> Source material
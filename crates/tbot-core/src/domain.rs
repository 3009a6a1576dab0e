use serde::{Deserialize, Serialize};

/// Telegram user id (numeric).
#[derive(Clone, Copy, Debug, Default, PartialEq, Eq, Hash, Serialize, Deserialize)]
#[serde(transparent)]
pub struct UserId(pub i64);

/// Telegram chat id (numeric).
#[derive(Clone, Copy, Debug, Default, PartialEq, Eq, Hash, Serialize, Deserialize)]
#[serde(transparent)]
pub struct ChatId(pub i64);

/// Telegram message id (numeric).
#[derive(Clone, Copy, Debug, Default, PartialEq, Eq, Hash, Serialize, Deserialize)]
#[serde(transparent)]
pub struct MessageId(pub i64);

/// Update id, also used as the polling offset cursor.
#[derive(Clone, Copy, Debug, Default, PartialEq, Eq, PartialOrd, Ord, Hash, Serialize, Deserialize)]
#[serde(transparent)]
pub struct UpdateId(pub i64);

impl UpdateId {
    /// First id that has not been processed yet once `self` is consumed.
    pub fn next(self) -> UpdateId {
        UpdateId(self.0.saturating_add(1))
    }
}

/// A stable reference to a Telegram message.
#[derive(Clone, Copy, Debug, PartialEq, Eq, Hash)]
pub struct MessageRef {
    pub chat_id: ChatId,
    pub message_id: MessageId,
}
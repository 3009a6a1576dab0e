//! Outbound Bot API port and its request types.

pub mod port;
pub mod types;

> Prompt
Give back the whole listing above. Keep every character the same.

> Solved exercise
filename crates/tbot-core/src/domain.rs
repository 3009a6a1576dab0e
use serde::{Deserialize, Serialize};

/// Telegram user id (numeric).
#[derive(Clone, Copy, Debug, Default, PartialEq, Eq, Hash, Serialize, Deserialize)]
#[serde(transparent)]
pub struct UserId(pub i64);

/// Telegram chat id (numeric).
#[derive(Clone, Copy, Debug, Default, PartialEq, Eq, Hash, Serialize, Deserialize)]
#[serde(transparent)]
pub struct ChatId(pub i64);

/// Telegram message id (numeric).
#[derive(Clone, Copy, Debug, Default, PartialEq, Eq, Hash, Serialize, Deserialize)]
#[serde(transparent)]
pub struct MessageId(pub i64);

/// Update id, also used as the polling offset cursor.
#[derive(Clone, Copy, Debug, Default, PartialEq, Eq, PartialOrd, Ord, Hash, Serialize, Deserialize)]
#[serde(transparent)]
pub struct UpdateId(pub i64);

impl UpdateId {
    /// First id that has not been processed yet once `self` is consumed.
    pub fn next(self) -> UpdateId {
        UpdateId(self.0.saturating_add(1))
    }
}

/// A stable reference to a Telegram message.
#[derive(Clone, Copy, Debug, PartialEq, Eq, Hash)]
pub struct MessageRef {
    pub chat_id: ChatId,
    pub message_id: MessageId,
}
repository 3009a6a1576dab0e
//! Outbound Bot API port and its request types.

pub mod port;
pub mod types;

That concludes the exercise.